When Mother died I thought: now I’ll have a death poem. That was unforgivable
yet I’ve since forgiven myself as sons are able to do who’ve been loved by their mothers.
I stared into the coffin knowing how long she’d live, how many lifetimes there are
in the sweet revisions of memory. It’s hard to know exactly how we ease ourselves back from sadness,
but I remembered when I was twelve, 1951, before the world unbuttoned its blouse.
I had asked my mother (I was trembling) if I could see her breasts and she took me into her room
without embarrassment or coyness and I stared at them, afraid to ask for more.
Now, years later, someone tells me Cancers who’ve never had mother love are doomed and I, a Cancer,
feel blessed again.
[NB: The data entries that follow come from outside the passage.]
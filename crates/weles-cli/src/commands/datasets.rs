//! `weles dataset ...`

use anyhow::{Context, Result};
use clap::Subcommand;
use colored::*;
use std::path::PathBuf;
use weles_sdk::{CredentialSource, Input, RegistryClient, DEFAULT_HEAD_ROWS};

use super::utils::{print_fields, print_table};

#[derive(Subcommand)]
pub enum DatasetCommand {
    /// Upload a CSV file (header row required)
    Upload {
        #[arg(value_name = "FILE")]
        file: PathBuf,

        /// Name shown in the registry
        #[arg(short, long)]
        name: String,

        /// Description text, or a path to a file holding it
        #[arg(short, long, default_value = "")]
        description: String,
    },
    /// Print a whole dataset
    Get {
        #[arg(value_name = "HASH")]
        dataset_id: String,
    },
    /// Print the first rows of a dataset
    Head {
        #[arg(value_name = "HASH")]
        dataset_id: String,

        #[arg(short, long, default_value_t = DEFAULT_HEAD_ROWS)]
        n: usize,
    },
    /// Print dataset metadata
    Info {
        #[arg(value_name = "HASH")]
        dataset_id: String,
    },
}

pub fn run(
    client: &RegistryClient,
    credentials: &dyn CredentialSource,
    command: DatasetCommand,
) -> Result<()> {
    match command {
        DatasetCommand::Upload {
            file,
            name,
            description,
        } => {
            let creds = credentials.credentials()?;
            let message = client
                .upload_dataset(Input::path(&file), &name, &description, &creds)
                .with_context(|| format!("Failed to upload '{}'", file.display()))?;
            println!("{} {}", "✓".green(), message);
            Ok(())
        }
        DatasetCommand::Get { dataset_id } => {
            let table = client
                .dataset(&dataset_id)
                .context(format!("Failed to get dataset '{}'", dataset_id))?;
            print_table(&dataset_id, &table);
            Ok(())
        }
        DatasetCommand::Head { dataset_id, n } => {
            let table = client
                .dataset_head(&dataset_id, n)
                .context(format!("Failed to get head of dataset '{}'", dataset_id))?;
            print_table(&format!("{} (first {})", dataset_id, n), &table);
            Ok(())
        }
        DatasetCommand::Info { dataset_id } => {
            let info = client
                .dataset_info(&dataset_id)
                .context(format!("Failed to get info for dataset '{}'", dataset_id))?;
            println!("📋 Dataset: {}", dataset_id.cyan().bold());
            print_fields(&info.fields);
            println!();
            print_table("Columns", &info.columns);
            Ok(())
        }
    }
}
impl PayloadResolver {
    pub fn new(artifacts: ArtifactManager) -> Self {
        Self { artifacts }
    }

    pub fn artifacts(&self) -> &ArtifactManager {
        &self.artifacts
    }

    /// Resolve a tabular input. In-memory tables become delimited text.
    pub fn resolve_table(&self, input: Input<Table>, role: Role) -> WelesResult<ResolvedPayload> {
        self.resolve_with(input, role, |table| table.to_csv())
    }

    /// Resolve a model. In-memory models are bincode-encoded.
    pub fn resolve_model<M: Serialize>(
        &self,
        input: Input<M>,
        role: Role,
    ) -> WelesResult<ResolvedPayload> {
        self.resolve_with(input, role, |model| {
            bincode::serialize(model).map_err(WelesError::from)
        })
    }

    /// Resolve a text document (requirements). In-memory text is written as-is.
    pub fn resolve_text(&self, input: Input<String>, role: Role) -> WelesResult<ResolvedPayload> {
        self.resolve_with(input, role, |text| Ok(text.as_bytes().to_vec()))
    }

    /// The single decision procedure behind every `resolve_*` method.
    fn resolve_with<T, F>(&self, input: Input<T>, role: Role, encode: F) -> WelesResult<ResolvedPayload>
    where
        F: FnOnce(&T) -> WelesResult<Vec<u8>>,
    {
        debug!("Resolving {} input for '{}'", input.kind(), role.field_name());

        match input {
            Input::Reference(id) => {
                if id.trim().is_empty() {
                    return Err(WelesError::invalid(format!(
                        "{} reference must not be empty",
                        role.field_name()
                    )));
                }
                Ok(ResolvedPayload {
                    role,
                    source: PayloadSource::Reference(id),
                    cleanup: None,
                })
            }
            Input::Path(path) => {
                let source = file_source(&path)?;
                Ok(ResolvedPayload {
                    role,
                    source,
                    cleanup: None,
                })
            }
            Input::Object(value) => {
                let bytes = encode(&value)?;
                let artifact = self.artifacts.create(&bytes, role)?;
                let source = file_source(artifact.path())?;
                Ok(ResolvedPayload {
                    role,
                    source,
                    cleanup: Some(artifact),
                })
            }
        }
    }
}

/// Decode a model previously encoded by [`PayloadResolver::resolve_model`].
pub fn decode_model<M: DeserializeOwned>(bytes: &[u8]) -> WelesResult<M> {
    bincode::deserialize(bytes).map_err(WelesError::from)
}

/// Resolve a description argument.
///
/// A description containing a path separator is taken as the path of a text
/// file and replaced by that file's contents. Any other string is used as-is.
///
/// NOTE: a description that merely contains a `/` (a URL, "train/test split")
/// fails with `NotFound`.
pub fn resolve_description(description: &str) -> WelesResult<String> {
    if !has_path_separator(description) {
        return Ok(description.to_string());
    }
    let path = Path::new(description);
    if !path.is_file() {
        return Err(WelesError::NotFound(path.to_path_buf()));
    }
    let bytes = std::fs::read(path)?;
    String::from_utf8(bytes).map_err(|e| {
        WelesError::Serialization(format!(
            "description file {} is not valid UTF-8: {}",
            path.display(),
            e.utf8_error()
        ))
    })
}

fn has_path_separator(value: &str) -> bool {
    value.contains('/') || value.contains(MAIN_SEPARATOR)
}

fn file_source(path: &Path) -> WelesResult<PayloadSource> {
    if !path.is_file() {
        return Err(WelesError::NotFound(path.to_path_buf()));
    }
    let file_name = path
        .file_name()
        .map(|n| n.to_string_lossy().into_owned())
        .unwrap_or_else(|| "upload".to_string());
    Ok(PayloadSource::File {
        path: path.to_path_buf(),
        file_name,
    })
}

#[cfg(test)]
mod tests {
    use super::*;
    use serde::Serialize;
    use tempfile::TempDir;

    const HASH: &str = "8f434346648f6b96df89dda901c5176b10a6d83961dd3c1ac88b59b2dc327aa4";

    fn resolver(dir: &TempDir) -> PayloadResolver {
        PayloadResolver::new(ArtifactManager::new(dir.path()))
    }

    fn entries(dir: &TempDir) -> usize {
        std::fs::read_dir(dir.path()).unwrap().count()
    }

    #[derive(Serialize)]
    struct Stump {
        feature: usize,
        threshold: f64,
    }

    #[test]
    fn test_infer_classification() {
        assert_eq!(Input::<Table>::infer(HASH), Input::Reference(HASH.to_string()));
        assert_eq!(
            Input::<Table>::infer("./train.csv"),
            Input::Path(PathBuf::from("./train.csv"))
        );
        assert_eq!(
            Input::<Table>::infer("data/train.csv"),
            Input::Path(PathBuf::from("data/train.csv"))
        );
        // No separator: a bare file name is still a reference.
        assert!(Input::<Table>::infer("train.csv").is_reference());
    }

    #[test]
    fn test_reference_never_creates_artifact() {
        let dir = TempDir::new().unwrap();
        let resolver = resolver(&dir);

        for role in [Role::Dataset, Role::TrainDataset, Role::Model] {
            let payload = resolver
                .resolve_table(Input::reference(HASH), role)
                .unwrap();
            assert_eq!(payload.reference(), Some(HASH));
            assert!(payload.cleanup().is_none());
        }
        let payload = resolver
            .resolve_model::<Stump>(Input::reference("abc"), Role::Model)
            .unwrap();
        assert!(payload.cleanup().is_none());
        assert_eq!(entries(&dir), 0);
    }

    #[test]
    fn test_empty_reference_rejected() {
        let dir = TempDir::new().unwrap();
        let err = resolver(&dir)
            .resolve_table(Input::reference("  "), Role::Dataset)
            .unwrap_err();
        assert!(matches!(err, WelesError::Validation(_)));
    }

    #[test]
    fn test_existing_path_streams_that_file() {
        let dir = TempDir::new().unwrap();
        let path = dir.path().join("train.csv");
        std::fs::write(&path, "a,b\n1,2\n").unwrap();

        let payload = resolver(&dir)
            .resolve_table(Input::Path(path.clone()), Role::TrainDataset)
            .unwrap();
        assert_eq!(
            payload.source(),
            &PayloadSource::File {
                path: path.clone(),
                file_name: "train.csv".to_string()
            }
        );
        assert!(payload.cleanup().is_none());
        drop(payload);
        assert!(path.exists(), "caller-owned files must survive");
    }

    #[test]
    fn test_missing_path_is_not_found() {
        let dir = TempDir::new().unwrap();
        let missing = dir.path().join("missing.csv");
        let err = resolver(&dir)
            .resolve_table(Input::Path(missing.clone()), Role::Dataset)
            .unwrap_err();
        match err {
            WelesError::NotFound(p) => assert_eq!(p, missing),
            other => panic!("unexpected error: {other}"),
        }
    }

    #[test]
    fn test_table_object_becomes_csv_artifact() {
        let dir = TempDir::new().unwrap();
        let table = Table::from_rows(vec![vec![1, 2], vec![3, 4]]).unwrap();

        let payload = resolver(&dir)
            .resolve_table(Input::Object(table.clone()), Role::Dataset)
            .unwrap();
        let artifact = payload.cleanup().expect("artifact expected");
        let written = std::fs::read(artifact.path()).unwrap();
        assert_eq!(Table::from_csv(&written).unwrap(), table);
        assert_eq!(entries(&dir), 1);

        drop(payload);
        assert_eq!(entries(&dir), 0);
    }

    #[test]
    fn test_model_object_is_bincode() {
        let dir = TempDir::new().unwrap();
        let stump = Stump {
            feature: 3,
            threshold: 0.5,
        };

        let payload = resolver(&dir)
            .resolve_model(Input::Object(stump), Role::Model)
            .unwrap();
        let artifact = payload.cleanup().unwrap();
        assert!(artifact.path().to_string_lossy().ends_with(".bin"));
        let bytes = std::fs::read(artifact.path()).unwrap();
        let decoded: (u64, f64) = decode_model(&bytes).unwrap();
        assert_eq!(decoded, (3, 0.5));
        assert!(decode_model::<(u64, f64)>(&bytes[..4]).is_err());
    }

    #[test]
    fn test_unserializable_model() {
        struct Opaque;
        impl Serialize for Opaque {
            fn serialize<S: serde::Serializer>(&self, _s: S) -> Result<S::Ok, S::Error> {
                Err(serde::ser::Error::custom("weights live on the GPU"))
            }
        }

        let dir = TempDir::new().unwrap();
        let err = resolver(&dir)
            .resolve_model(Input::Object(Opaque), Role::Model)
            .unwrap_err();
        assert!(matches!(err, WelesError::Serialization(_)));
        assert_eq!(entries(&dir), 0);
    }

    #[test]
    fn test_requirements_text() {
        let dir = TempDir::new().unwrap();
        let payload = resolver(&dir)
            .resolve_text(Input::Object("serde==1.0\n".to_string()), Role::Requirements)
            .unwrap();
        let artifact = payload.cleanup().unwrap();
        assert_eq!(std::fs::read_to_string(artifact.path()).unwrap(), "serde==1.0\n");
    }

    #[test]
    fn test_description_plain_and_file() {
        assert_eq!(resolve_description("linear model").unwrap(), "linear model");

        let dir = TempDir::new().unwrap();
        let path = dir.path().join("desc.md");
        std::fs::write(&path, "Gradient boosting on credit data").unwrap();
        assert_eq!(
            resolve_description(path.to_str().unwrap()).unwrap(),
            "Gradient boosting on credit data"
        );

        let missing = dir.path().join("nope.md");
        assert!(matches!(
            resolve_description(missing.to_str().unwrap()),
            Err(WelesError::NotFound(_))
        ));
    }

    #[test]
    fn test_description_file_must_be_utf8() {
        let dir = TempDir::new().unwrap();
        let path = dir.path().join("desc.bin");
        std::fs::write(&path, [0x66, 0x6f, 0xff, 0xfe]).unwrap();
        assert!(matches!(
            resolve_description(path.to_str().unwrap()),
            Err(WelesError::Serialization(_))
        ));
    }
}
What luck to have had a mother who showed me her breasts
when girls my age were developing their separate countries, what luck
she didn’t doom me with too much or too little. Had I asked to touch,
perhaps to suck them, what would she have done? Mother, dead woman
who I think permits me to love women easily, this poem
is dedicated to where we stopped, to the incompleteness that was sufficient
and to how you buttoned up, began doing the routine things around the house.
"The Kiss"
She pressed her lips to mind.
 —a typo

How many years I must have yearned
for someone’s lips against mind.
Pheromones, newly born, were floating
between us. There was hardly any air.

She kissed me again, reaching that place
that sends messages to toes and fingertips,
then all the way to something like home.
Some music was playing on its own.

Nothing like a woman who knows
to kiss the right thing at the right time,
then kisses the things she’s missed.
How had I ever settled for less?

I was thinking this is intelligence,
this is the wisest tongue
since the Oracle got into a Greek’s ear,
speaking sense. It’s the Good,

defining itself. I was out of my mind.
She was in. We married as soon as we could.

"What Goes On"

After the affair and the moving out,
after the destructive revivifying passion,
we watched her life quiet

into a new one, her lover more and more
on its periphery. She spent many nights
alone, happy for the narcosis

of the television. When she got cancer
she kept it to herself until she couldn’t
keep it from anyone. The chemo debilitated
and saved her, and one day

her husband asked her to come back —
his wife, who after all had only fallen
in love as anyone might
who hadn’t been in love in a while —

and he held her, so different now,
so thin, her hair just partially
grown back. He held her like a new woman

and what she felt
felt almost as good as love had,
and each of them called it love
because precision didn’t matter anymore.

And we who’d been part of it,
often rejoicing with one
and consoling the other,

we who had seen her truly alive
and then merely alive,
what could we do but revise
our phone book, our hearts,

offer a little toast to what goes on.